New York County District Attorney Alvin Bragg’s indictment of former President Donald Trump on trumped up charges last Thursday sent shockwaves throughout America. Already the frontrunner in the race for the Republican presidential nomination, speculation ahead of the indictment had driven Trump’s poll numbers into the stratosphere. A Fox News poll released last week showed him up 30 points over Florida Gov. Ron DeSantis, his nearest competitor.
If – and this is a big if considering the first votes in the Republican primary are still ten months away – Trump clinches the GOP nomination, nearly every conservative pundit is quick to tell us he would ultimately lose the general election to President Joe Biden.
But what if the pundits are wrong?
Trump’s shocking victory in 2016 confounded even the most seasoned political thinkers among us.

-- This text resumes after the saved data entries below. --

//! Reelway Simulation - a download engine without a swarm.
//!
//! [`LocalFileEngine`] "downloads" a media file that already exists on disk
//! by copying it into the session save directory at a configurable,
//! jittered rate. It emits the same events a real engine would, so the
//! session manager, range server and readiness policy can be exercised end
//! to end during development.

pub mod engine;
pub mod magnet;

pub use engine::LocalFileEngine;
pub use magnet::magnet_for_file;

Hillary Clinton’s coronation was thought to be inevitable until election night, when strangely, one critical battleground state after another fell to the brash, uncouth real estate developer and reality TV star from Manhattan, the ultimate Washington outsider.
Biden is the single worst U.S. commander-in-chief in modern memory, eclipsing even former President Jimmy Carter for this unwanted distinction. Carter is a good man, but he was a terrible president whose missteps caused great harm to the country.
Let me preface my comments about Biden’s presidency by saying that he’s not in charge. His cognitive issues, apparent from the moment he launched his campaign in April 2019, have deteriorated significantly over the past four years to the point where virtually every public appearance is choreographed and still manages to end with a gaffe. That said, he is happy to go along with the radical agenda set by those who are actually calling the shots.
His administration has declared war on the Constitution and has advanced the “fundamental transformation of the U.S.” begun during the Obama administration. The cumulative effect of two years of deliberately destructive, anti-American decisions has brought us to a perilous moment in history. On all fronts, both domestic and foreign, Democrats are pushing this country into a downward spiral. If this continues, we won’t need to worry about Russia or China taking us down — we’ll have done that all by ourselves.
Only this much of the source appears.